Convalescent Plasma And the Orthodox Jewish Community

Anesthesiologist and researcher Dr. Michael J. Joyner heads the convalescent plasma program at Mayo Clinic, which has been designated by the United States Food and Drug Administration to be the lead institution providing coordinated access to convalescent plasma for hospitalized patients with severe or life-threatening COVID-19 disease.
“Convalescent plasma” refers to blood plasma that contains antibodies to COVID-19 collected from people who have recovered from the illness and are otherwise healthy. The plasma is then transfused into a patient with advanced illness. The program headed by Dr. Joyner evolved out of a national initiative of physicians and researchers from 40 institutions who self-organized to investigate the use of convalescent plasma during the COVID-19 pandemic.
These institutions include Mayo Clinic, Johns Hopkins University, Washington University, Einstein Medical Center, the Icahn School of Medicine at Mount Sinai and Michigan State University, as well as other academic medical centers and government agencies seeking to establish a national convalescent plasma program to modify the course of the disease.

Fascinatingly, it is the Orthodox Jewish community, thanks to the initiative and organizational efforts of Chaim Lebovits—a Vizhnitzer chasid who resides in Monsey, New York—that has made this national program possible.
I spoke with Dr. Joyner last week.

You seem to have established a remarkable partnership with the Orthodox Jewish community.
The Orthodox community rocks! They really underpinned all of our collection efforts, allowing us to do over 10,000 convalescent plasma transfusions in just over a month, and they’ve also used their business and real-world skills to help us do a better job logistically and think more about customer service. It’s a classic three-legged stool: outstanding individuals, the success of the program and repurposing skillsets to innovate.

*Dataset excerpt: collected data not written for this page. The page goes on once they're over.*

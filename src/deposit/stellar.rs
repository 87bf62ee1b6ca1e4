//! Stellar deposit verification over Horizon. A qualifying deposit is a
//! successful payment to the custody wallet in the corridor's asset, whose
//! transaction memo addresses the business transaction.

use std::str::FromStr;
use std::sync::Arc;

use async_trait::async_trait;
use rust_decimal::Decimal;
use serde::Deserialize;
use sqlx::SqlitePool;
use url::Url;
use uuid::Uuid;

use crate::error::VerifierError;
use crate::model::{Blockchain, CryptoCurrency};

use super::{
    DepositVerifier, ReceivedCryptoTransaction, Verification, VerificationRejection, load_payable,
    memo_to_transaction_id,
};

#[derive(Debug, Clone, Deserialize)]
pub struct HorizonTransaction {
    pub hash: String,
    pub successful: bool,
    pub memo: Option<String>,
}

/// One record from Horizon's payments collection. `paging_token` orders the
/// ledger-wide payment stream and feeds the reconciliation cursor.
#[derive(Debug, Clone, Deserialize)]
pub struct HorizonPayment {
    pub paging_token: String,
    pub transaction_hash: String,
    pub from: String,
    pub to: String,
    pub asset_type: String,
    #[serde(default)]
    pub asset_code: Option<String>,
    #[serde(default)]
    pub asset_issuer: Option<String>,
    pub amount: String,
    pub transaction_successful: bool,
}

impl HorizonPayment {
    pub fn paging_token_value(&self) -> Option<i64> {
        self.paging_token.parse().ok()
    }
}

/// The slice of Horizon the deposit layer touches.
#[async_trait]
pub trait HorizonClient: Send + Sync {
    async fn transaction(&self, hash: &str) -> Result<Option<HorizonTransaction>, VerifierError>;

    async fn payments_for_transaction(
        &self,
        hash: &str,
    ) -> Result<Vec<HorizonPayment>, VerifierError>;

    /// Payments strictly after the cursor, ascending, at most `limit`.
    async fn payments_after(
        &self,
        cursor: i64,
        limit: u32,
    ) -> Result<Vec<HorizonPayment>, VerifierError>;
}

#[derive(Debug, Clone)]
pub struct StellarConfig {
    pub horizon_url: Url,
    /// Custody wallet quoted deposits are paid into.
    pub deposit_wallet: String,
    /// Issuer the USDC asset code must be anchored by.
    pub usdc_issuer: String,
}

pub struct HttpHorizonClient {
    client: reqwest::Client,
    base_url: Url,
}

#[derive(Debug, Deserialize)]
struct HorizonPage<T> {
    #[serde(rename = "_embedded")]
    embedded: HorizonEmbedded<T>,
}

#[derive(Debug, Deserialize)]
struct HorizonEmbedded<T> {
    records: Vec<T>,
}

impl HttpHorizonClient {
    pub fn new(client: reqwest::Client, base_url: Url) -> Self {
        Self { client, base_url }
    }

    fn endpoint(&self, path: &str) -> Result<Url, VerifierError> {
        self.base_url
            .join(path)
            .map_err(|e| VerifierError::MalformedResponse(format!("invalid horizon url: {e}")))
    }
}

#[async_trait]
impl HorizonClient for HttpHorizonClient {
    async fn transaction(&self, hash: &str) -> Result<Option<HorizonTransaction>, VerifierError> {
        let url = self.endpoint(&format!("transactions/{hash}"))?;
        let response = self.client.get(url).send().await?;

        if response.status() == reqwest::StatusCode::NOT_FOUND {
            return Ok(None);
        }
        let response = response.error_for_status()?;

        Ok(Some(response.json().await?))
    }

    async fn payments_for_transaction(
        &self,
        hash: &str,
    ) -> Result<Vec<HorizonPayment>, VerifierError> {
        let url = self.endpoint(&format!("transactions/{hash}/payments"))?;
        let page: HorizonPage<HorizonPayment> = self
            .client
            .get(url)
            .send()
            .await?
            .error_for_status()?
            .json()
            .await?;

        Ok(page.embedded.records)
    }

    async fn payments_after(
        &self,
        cursor: i64,
        limit: u32,
    ) -> Result<Vec<HorizonPayment>, VerifierError> {
        let mut url = self.endpoint("payments")?;
        url.query_pairs_mut()
            .append_pair("cursor", &cursor.to_string())
            .append_pair("limit", &limit.to_string())
            .append_pair("order", "asc");

        let page: HorizonPage<HorizonPayment> = self
            .client
            .get(url)
            .send()
            .await?
            .error_for_status()?
            .json()
            .await?;

        Ok(page.embedded.records)
    }
}

/// Cheap prefilter the scanners apply before touching the database: does
/// this payment pay the custody wallet in an asset any corridor accepts.
pub fn payment_qualifies(config: &StellarConfig, payment: &HorizonPayment) -> bool {
    payment.to == config.deposit_wallet
        && (payment.asset_type == "native"
            || (payment.asset_code.as_deref() == Some("USDC")
                && payment.asset_issuer.as_deref() == Some(config.usdc_issuer.as_str())))
}

pub struct StellarDepositVerifier {
    pool: SqlitePool,
    client: Arc<dyn HorizonClient>,
    config: StellarConfig,
}

impl StellarDepositVerifier {
    pub fn new(pool: SqlitePool, client: Arc<dyn HorizonClient>, config: StellarConfig) -> Self {
        Self {
            pool,
            client,
            config,
        }
    }

    /// Whether a payment pays the corridor's asset: native lumens, or USDC
    /// anchored by the configured issuer.
    pub(crate) fn asset_matches(&self, payment: &HorizonPayment, currency: CryptoCurrency) -> bool {
        match currency {
            CryptoCurrency::Xlm => payment.asset_type == "native",
            CryptoCurrency::Usdc => {
                payment.asset_code.as_deref() == Some("USDC")
                    && payment.asset_issuer.as_deref() == Some(self.config.usdc_issuer.as_str())
            }
            CryptoCurrency::Sol => false,
        }
    }

    pub(crate) fn deposit_wallet(&self) -> &str {
        &self.config.deposit_wallet
    }
}

#[async_trait]
impl DepositVerifier for StellarDepositVerifier {
    fn blockchain(&self) -> Blockchain {
        Blockchain::Stellar
    }

    async fn verify_notification(
        &self,
        on_chain_id: &str,
        transaction_id: Uuid,
    ) -> Result<Verification, VerifierError> {
        let tx = match load_payable(&self.pool, transaction_id, Blockchain::Stellar, on_chain_id)
            .await?
        {
            Ok(tx) => tx,
            Err(rejection) => return Ok(Verification::Rejected(rejection)),
        };

        let Some(chain_tx) = self.client.transaction(on_chain_id).await? else {
            return Ok(Verification::Rejected(
                VerificationRejection::OnChainTransactionNotFound(on_chain_id.to_string()),
            ));
        };
        if !chain_tx.successful {
            return Ok(Verification::Rejected(VerificationRejection::FailedOnChain));
        }

        let addressed = chain_tx
            .memo
            .as_deref()
            .and_then(memo_to_transaction_id)
            .is_some_and(|id| id == transaction_id);
        if !addressed {
            return Ok(Verification::Rejected(VerificationRejection::MemoMismatch));
        }

        let payments = self.client.payments_for_transaction(on_chain_id).await?;
        let Some(payment) = payments.iter().find(|p| {
            p.transaction_successful
                && p.to == self.config.deposit_wallet
                && self.asset_matches(p, tx.crypto_currency)
        }) else {
            return Ok(Verification::Rejected(
                VerificationRejection::NoQualifyingTransfer,
            ));
        };

        let amount = Decimal::from_str(&payment.amount).map_err(|e| {
            VerifierError::MalformedResponse(format!("payment amount {}: {e}", payment.amount))
        })?;

        Ok(Verification::Verified(ReceivedCryptoTransaction {
            transaction_id,
            on_chain_id: on_chain_id.to_string(),
            amount,
            address_from: payment.from.clone(),
            blockchain: Blockchain::Stellar,
            crypto_currency: tx.crypto_currency,
        }))
    }
}
#[cfg(test)]
mod tests {
    use super::*;
    use crate::model::{Blockchain, CryptoCurrency, FiatCurrency};
    use crate::test_utils::{simple_definition, setup_test_db};

    fn corridor() -> Corridor {
        Corridor {
            blockchain: Blockchain::Stellar,
            crypto_currency: CryptoCurrency::Usdc,
            target_currency: FiatCurrency::Bob,
        }
    }

    #[tokio::test]
    async fn definition_round_trips_with_steps() {
        let pool = setup_test_db().await;
        let definition = simple_definition(corridor());
        insert_definition(&pool, &definition).await.unwrap();

        let loaded = find_enabled_definition(&pool, &corridor())
            .await
            .unwrap()
            .unwrap();
        assert_eq!(loaded, definition);
    }

    #[tokio::test]
    async fn disabled_definitions_are_not_resolved() {
        let pool = setup_test_db().await;
        let mut definition = simple_definition(corridor());
        definition.enabled = false;
        insert_definition(&pool, &definition).await.unwrap();

        assert!(
            find_enabled_definition(&pool, &corridor())
                .await
                .unwrap()
                .is_none()
        );
    }

    #[tokio::test]
    async fn seed_skips_corridors_that_already_have_a_definition() {
        let pool = setup_test_db().await;
        let definition = simple_definition(corridor());

        assert_eq!(
            seed_definitions(&pool, std::slice::from_ref(&definition))
                .await
                .unwrap(),
            1
        );
        assert_eq!(
            seed_definitions(&pool, std::slice::from_ref(&definition))
                .await
                .unwrap(),
            0
        );
    }

    #[tokio::test]
    async fn claim_step_is_won_exactly_once() {
        let pool = setup_test_db().await;
        let definition = simple_definition(corridor());
        insert_definition(&pool, &definition).await.unwrap();

        let (instance, steps) =
            crate::test_utils::instance_from_definition(&definition, Uuid::new_v4());
        create_instance(&pool, &instance, &steps).await.unwrap();

        assert!(claim_step(&pool, steps[0].id).await.unwrap());
        assert!(!claim_step(&pool, steps[0].id).await.unwrap());

        let step = find_step(&pool, instance.id, steps[0].step_order)
            .await
            .unwrap()
            .unwrap();
        assert_eq!(step.status, StepStatus::Running);
        assert_eq!(step.attempts, 1);
    }

    #[tokio::test]
    async fn duplicate_instance_for_transaction_is_rejected() {
        let pool = setup_test_db().await;
        let definition = simple_definition(corridor());
        let transaction_id = Uuid::new_v4();

        let (first, first_steps) =
            crate::test_utils::instance_from_definition(&definition, transaction_id);
        create_instance(&pool, &first, &first_steps).await.unwrap();

        let (second, second_steps) =
            crate::test_utils::instance_from_definition(&definition, transaction_id);
        let err = create_instance(&pool, &second, &second_steps)
            .await
            .unwrap_err();
        assert!(matches!(
            err,
            PersistenceError::Database(sqlx::Error::Database(ref db)) if db.is_unique_violation()
        ));
    }

    #[tokio::test]
    async fn signal_is_consumed_at_most_once() {
        let pool = setup_test_db().await;
        let signal = InboundSignal {
            event_type: "exchange_balance".to_string(),
            correlation: BTreeMap::new(),
            payload: serde_json::Value::Null,
        };

        let signal_id = insert_signal(&pool, &signal).await.unwrap();
        let instance_id = Uuid::new_v4();
        let step_id = Uuid::new_v4();

        assert!(
            consume_signal(&pool, signal_id, instance_id, step_id)
                .await
                .unwrap()
        );
        assert!(
            !consume_signal(&pool, signal_id, instance_id, step_id)
                .await
                .unwrap()
        );
        assert_eq!(unconsumed_signal_count(&pool).await.unwrap(), 0);
    }
}
//! Shared test fixtures: database setup, transaction builders, recording
//! collaborators, and pre-wired workflow/orchestrator harnesses.

use std::collections::BTreeMap;
use std::sync::Arc;
use std::sync::Mutex;
use std::sync::atomic::{AtomicUsize, Ordering};

use async_trait::async_trait;
use rust_decimal_macros::dec;
use sqlx::SqlitePool;
use url::Url;
use uuid::Uuid;

use crate::deposit::ReceivedCryptoTransaction;
use crate::error::{NotifyError, QueueError};
use crate::exchange::{ExchangeProviderFactory, ExchangeRoute};
use crate::flow::store as flow_store;
use crate::flow::{
    CompletionPolicy, FlowDefinition, FlowExecutorRegistry, FlowInstance, FlowOrchestrator,
    FlowSnapshot, FlowStatus, FlowStepInstance, InboundSignal, StepSpec, StepStatus, StepType,
    resolve_correlation,
};
use crate::model::{
    Blockchain, Corridor, CryptoCurrency, FiatCurrency, PaymentMethod, Transaction,
    TransactionStatus,
};
use crate::notify::{SlackNotifier, WebhookNotifier};
use crate::outbox::{Outbox, OutboxDispatcher, OutboxPolicy};
use crate::payment::mock::{MockPaymentConfig, MockPaymentService};
use crate::payment::PaymentRegistry;
use crate::queue::QueuePublisher;
use crate::transaction::{TransactionEventDispatcher, TransactionWorkflow};
use crate::wallet::mock::MockWalletHandler;
use crate::wallet::WalletRegistry;

/// Creates an in-memory SQLite database with all migrations applied.
pub async fn setup_test_db() -> SqlitePool {
    let pool = SqlitePool::connect(":memory:").await.unwrap();
    sqlx::migrate!().run(&pool).await.unwrap();
    pool
}

pub const PARTNER_WEBHOOK: &str = "https://partner.example/hooks";
pub const USER_WEBHOOK: &str = "https://user.example/hooks";

/// Builder for quoted transactions with sensible defaults.
pub struct TransactionBuilder {
    tx: Transaction,
}

impl Default for TransactionBuilder {
    fn default() -> Self {
        Self::new()
    }
}

impl TransactionBuilder {
    pub fn new() -> Self {
        Self {
            tx: Transaction {
                id: Uuid::new_v4(),
                status: TransactionStatus::AwaitingPayment,
                blockchain: Blockchain::Stellar,
                crypto_currency: CryptoCurrency::Usdc,
                target_currency: FiatCurrency::Bob,
                source_amount: dec!(100),
                target_amount: dec!(690),
                deposit_address: "GDEPOSITWALLET".to_string(),
                recipient_account: "recipient-account-1".to_string(),
                payment_method: PaymentMethod::QrInstant,
                qr_code: Some("qr-payload".to_string()),
                on_chain_id: None,
                address_from: None,
                refund_on_chain_id: None,
                external_id: None,
                created_at: chrono::Utc::now(),
                updated_at: chrono::Utc::now(),
            },
        }
    }

    #[must_use]
    pub fn source_amount(mut self, amount: rust_decimal::Decimal) -> Self {
        self.tx.source_amount = amount;
        self
    }

    #[must_use]
    pub fn payment_method(mut self, method: PaymentMethod) -> Self {
        self.tx.payment_method = method;
        self
    }

    #[must_use]
    pub fn blockchain(mut self, blockchain: Blockchain) -> Self {
        self.tx.blockchain = blockchain;
        self
    }

    #[must_use]
    pub fn crypto_currency(mut self, currency: CryptoCurrency) -> Self {
        self.tx.crypto_currency = currency;
        self
    }

    #[must_use]
    pub fn status(mut self, status: TransactionStatus) -> Self {
        self.tx.status = status;
        self
    }

    pub fn build(self) -> Transaction {
        self.tx
    }
}

/// The verified deposit message matching the builder's defaults. The
/// on-chain id is derived from the transaction so a repeat call produces the
/// exact same message, as queue redelivery would.
pub fn deposit_message(tx: &Transaction, amount: rust_decimal::Decimal) -> ReceivedCryptoTransaction {
    ReceivedCryptoTransaction {
        transaction_id: tx.id,
        on_chain_id: format!("chain-{}", tx.id),
        amount,
        address_from: "GSENDER".to_string(),
        blockchain: tx.blockchain,
        crypto_currency: tx.crypto_currency,
    }
}

/// Webhook notifier that records every call instead of making one.
#[derive(Default)]
pub struct RecordingWebhooks {
    sent: Mutex<Vec<(Url, String, serde_json::Value)>>,
    failures: AtomicUsize,
}

impl RecordingWebhooks {
    pub fn sent(&self) -> Vec<(Url, String, serde_json::Value)> {
        self.sent.lock().unwrap().clone()
    }

    /// Makes the next `n` deliveries fail.
    pub fn fail_next(&self, n: usize) {
        self.failures.store(n, Ordering::SeqCst);
    }
}

#[async_trait]
impl WebhookNotifier for RecordingWebhooks {
    async fn notify(
        &self,
        url: &Url,
        event: &str,
        data: &serde_json::Value,
    ) -> Result<(), NotifyError> {
        if self
            .failures
            .fetch_update(Ordering::SeqCst, Ordering::SeqCst, |n| n.checked_sub(1))
            .is_ok()
        {
            return Err(NotifyError::Status(503));
        }

        self.sent
            .lock()
            .unwrap()
            .push((url.clone(), event.to_string(), data.clone()));
        Ok(())
    }
}

#[derive(Default)]
pub struct RecordingSlack {
    posts: Mutex<Vec<String>>,
    failures: AtomicUsize,
}

impl RecordingSlack {
    pub fn posts(&self) -> Vec<String> {
        self.posts.lock().unwrap().clone()
    }

    pub fn fail_next(&self, n: usize) {
        self.failures.store(n, Ordering::SeqCst);
    }
}

#[async_trait]
impl SlackNotifier for RecordingSlack {
    async fn post(&self, text: &str) -> Result<(), NotifyError> {
        if self
            .failures
            .fetch_update(Ordering::SeqCst, Ordering::SeqCst, |n| n.checked_sub(1))
            .is_ok()
        {
            return Err(NotifyError::Status(503));
        }

        self.posts.lock().unwrap().push(text.to_string());
        Ok(())
    }
}

/// Queue publisher that records posts per queue name.
#[derive(Default)]
pub struct RecordingQueue {
    posted: Mutex<Vec<(String, Option<String>, serde_json::Value)>>,
}

impl RecordingQueue {
    pub fn posted_to(&self, queue: &str) -> Vec<(Option<String>, serde_json::Value)> {
        self.posted
            .lock()
            .unwrap()
            .iter()
            .filter(|(q, _, _)| q == queue)
            .map(|(_, key, message)| (key.clone(), message.clone()))
            .collect()
    }
}

#[async_trait]
impl QueuePublisher for RecordingQueue {
    async fn post_message(
        &self,
        queue: &str,
        dedup_key: Option<&str>,
        message: &serde_json::Value,
    ) -> Result<(), QueueError> {
        self.posted.lock().unwrap().push((
            queue.to_string(),
            dedup_key.map(str::to_string),
            message.clone(),
        ));
        Ok(())
    }
}

/// Outbox wired to recording collaborators, default policy.
pub fn recording_outbox(
    pool: SqlitePool,
) -> (
    Arc<Outbox>,
    Arc<RecordingWebhooks>,
    Arc<RecordingSlack>,
    Arc<RecordingQueue>,
) {
    let webhooks = Arc::new(RecordingWebhooks::default());
    let slack = Arc::new(RecordingSlack::default());
    let queue = Arc::new(RecordingQueue::default());
    let outbox = Arc::new(Outbox::new(
        pool,
        OutboxDispatcher::new(
            webhooks.clone(),
            slack.clone(),
            queue.clone(),
            OutboxPolicy::default(),
        ),
    ));
    (outbox, webhooks, slack, queue)
}

/// A registry holding one mock wallet for the given chain.
pub fn wallet_registry(blockchain: Blockchain) -> (Arc<WalletRegistry>, Arc<MockWalletHandler>) {
    let wallet = Arc::new(MockWalletHandler::new(blockchain));
    let registry = Arc::new(WalletRegistry::new(vec![wallet.clone()]));
    (registry, wallet)
}

pub fn exchange_factory(address: &str) -> Arc<ExchangeProviderFactory> {
    Arc::new(ExchangeProviderFactory::new(vec![ExchangeRoute {
        blockchain: Blockchain::Stellar,
        crypto_currency: CryptoCurrency::Usdc,
        address: address.to_string(),
    }]))
}

/// A two-step definition exercising the waiting/auto pair, for store tests.
pub fn simple_definition(corridor: Corridor) -> FlowDefinition {
    FlowDefinition {
        id: Uuid::new_v4(),
        corridor,
        fee_bps: 150,
        enabled: true,
        steps: vec![
            StepSpec {
                step_type: StepType::ExchangeTransfer,
                order: 1,
                config: serde_json::Value::Null,
                completion: CompletionPolicy::AwaitSignal,
                signal_match: Some(balance_signal_template()),
            },
            StepSpec {
                step_type: StepType::PayoutTrigger,
                order: 2,
                config: serde_json::Value::Null,
                completion: CompletionPolicy::Auto,
                signal_match: None,
            },
        ],
    }
}

/// The full three-step corridor definition the orchestrator fixtures seed:
/// route funds to the exchange, trigger the payout, notify the partner.
pub fn standard_definition(corridor: Corridor) -> FlowDefinition {
    let mut definition = simple_definition(corridor);
    definition.steps.push(StepSpec {
        step_type: StepType::PartnerNotice,
        order: 3,
        config: serde_json::json!({ "event": "corridor.payout_triggered" }),
        completion: CompletionPolicy::Auto,
        signal_match: None,
    });
    definition
}

fn balance_signal_template() -> BTreeMap<String, String> {
    [
        ("transaction_id".to_string(), "$transaction_id".to_string()),
        ("event".to_string(), "exchange_balance".to_string()),
    ]
    .into_iter()
    .collect()
}

/// The exchange-balance signal the standard definition's first step waits
/// for.
pub fn balance_signal(transaction_id: Uuid, confirmed: bool) -> InboundSignal {
    InboundSignal {
        event_type: "exchange_balance".to_string(),
        correlation: [
            ("transaction_id".to_string(), transaction_id.to_string()),
            ("event".to_string(), "exchange_balance".to_string()),
        ]
        .into_iter()
        .collect(),
        payload: serde_json::json!({ "confirmed": confirmed }),
    }
}

/// Builds instance + step rows from a definition the way `start_flow` does,
/// for store tests that bypass the orchestrator.
pub fn instance_from_definition(
    definition: &FlowDefinition,
    transaction_id: Uuid,
) -> (FlowInstance, Vec<FlowStepInstance>) {
    let mut steps = definition.steps.clone();
    steps.sort_by_key(|s| s.order);

    let snapshot = FlowSnapshot {
        definition_id: definition.id,
        corridor: definition.corridor,
        fee_bps: definition.fee_bps,
        steps,
    };

    let instance = FlowInstance {
        id: Uuid::new_v4(),
        transaction_id,
        definition_id: definition.id,
        status: FlowStatus::InProgress,
        current_step_order: snapshot.first_order(),
        snapshot,
    };

    let step_instances = instance
        .snapshot
        .steps
        .iter()
        .map(|spec| FlowStepInstance {
            id: Uuid::new_v4(),
            flow_instance_id: instance.id,
            step_order: spec.order,
            step_type: spec.step_type,
            status: StepStatus::Ready,
            attempts: 0,
            correlation: spec
                .signal_match
                .as_ref()
                .map(|template| resolve_correlation(template, transaction_id)),
            config: spec.config.clone(),
            input: None,
            output: None,
            error: None,
        })
        .collect();

    (instance, step_instances)
}

/// Fully wired transaction workflow over recording collaborators and a
/// single mock payment provider.
pub struct WorkflowFixture {
    pub workflow: Arc<TransactionWorkflow>,
    pub orchestrator: Arc<FlowOrchestrator>,
    pub outbox: Arc<Outbox>,
    pub payment: Arc<MockPaymentService>,
    pub wallet: Arc<MockWalletHandler>,
    pub webhooks: Arc<RecordingWebhooks>,
    pub slack: Arc<RecordingSlack>,
    pub queue: Arc<RecordingQueue>,
}

impl WorkflowFixture {
    pub async fn new(pool: SqlitePool, payment_config: MockPaymentConfig) -> Self {
        let (outbox, webhooks, slack, queue) = recording_outbox(pool.clone());
        let (wallets, wallet) = wallet_registry(Blockchain::Stellar);

        let payment = Arc::new(MockPaymentService::new(payment_config));
        let payments = Arc::new(PaymentRegistry::new(vec![payment.clone()]));

        let events = TransactionEventDispatcher::new(
            outbox.clone(),
            Some(Url::parse(PARTNER_WEBHOOK).unwrap()),
            Some(Url::parse(USER_WEBHOOK).unwrap()),
        );

        let registry = Arc::new(FlowExecutorRegistry::standard(
            wallets.clone(),
            exchange_factory("GEXCHANGE"),
            outbox.clone(),
            Some(Url::parse(PARTNER_WEBHOOK).unwrap()),
        ));
        let orchestrator = Arc::new(FlowOrchestrator::new(pool.clone(), registry));

        let workflow = Arc::new(TransactionWorkflow::new(
            pool,
            events,
            payments,
            wallets,
            orchestrator.clone(),
        ));

        Self {
            workflow,
            orchestrator,
            outbox,
            payment,
            wallet,
            webhooks,
            slack,
            queue,
        }
    }
}

/// Orchestrator over recording collaborators, optionally with the standard
/// corridor definition seeded.
pub struct OrchestratorFixture {
    pub orchestrator: Arc<FlowOrchestrator>,
    pub wallet: Arc<MockWalletHandler>,
    pub webhooks: Arc<RecordingWebhooks>,
    pub queue: Arc<RecordingQueue>,
}

impl OrchestratorFixture {
    pub async fn with_standard_definition(pool: SqlitePool) -> Self {
        let fixture = Self::without_definitions(pool.clone()).await;
        let definition = standard_definition(Corridor {
            blockchain: Blockchain::Stellar,
            crypto_currency: CryptoCurrency::Usdc,
            target_currency: FiatCurrency::Bob,
        });
        flow_store::insert_definition(&pool, &definition).await.unwrap();
        fixture
    }

    pub async fn without_definitions(pool: SqlitePool) -> Self {
        let (outbox, webhooks, _, queue) = recording_outbox(pool.clone());
        let (wallets, wallet) = wallet_registry(Blockchain::Stellar);

        let registry = Arc::new(FlowExecutorRegistry::standard(
            wallets,
            exchange_factory("GEXCHANGE"),
            outbox,
            Some(Url::parse(PARTNER_WEBHOOK).unwrap()),
        ));
        let orchestrator = Arc::new(FlowOrchestrator::new(pool, registry));

        Self {
            orchestrator,
            wallet,
            webhooks,
            queue,
        }
    }
}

Can you tell us how those 10,000 people are progressing?
The safety data are excellent, and we’re pleased that the mortality rate doesn’t appear to be excessive. We just published a big paper, and the treatment appears to be safe when you consider how sick these patients are. We have a lot of very interesting anecdotes and trends that are pointing in the right direction, so as physicians we’re very optimistic. Nonetheless, we have to retain our scientific objectivity so we can make evaluations through the appropriate scientific methods and clinical trials.

There are numerous ongoing efforts right now to produce vaccines and drugs to treat COVID-19. How confident are you about this method matching up against others, and how important do you consider it to be?
One way or another antibodies are going to play an important role, and convalescent plasma is the first shot. Afterwards there are going to be hyperimmune products, which are refined versions of human plasma or laboratory-created antibodies, and in the end we will hopefully have a vaccine that will allow us to generate our own antibodies. I see it as a continuum. Is it going to wipe the scourge of COVID-19 off the face of the earth? That’s unlikely. Can we help temporize things in the short term while these other technologies come on board and hopefully be in a position to offer patients something better than what we currently have? I hope so, and then we can all wait for the vaccine cavalry to arrive.

Tell me how you first got involved in this initiative.
Professor Arturo Casadevall at Hopkins raised the idea of resurrecting this very old technology of passive immunity convalescent plasma in the current crisis. Arturo is a close friend of mine, and I believe he was thinking about doing this for experiments. But I thought we could do it on a larger scale, because as an anesthesiologist I know a little more about blood banking capacity in this country. Those two things sort of merged. But if you want to do something on a large scale you have to have a lot of donors, and that’s where the Orthodox community and Mr. Chaim Lebovits came in.

The people who are donating their plasma don’t know who the recipient will be; all they know is that someone out there will be helped by it. Is the United States the only country trying to do this?
There may be other countries, but we’re the only ones trying it on this scale.

You mentioned that this is an old technology, and I understand that it goes back to the Spanish flu of 1918. If so, why is there skepticism?
Any time what’s old is new again people are going to be skeptical, and you have to prove it to a new audience.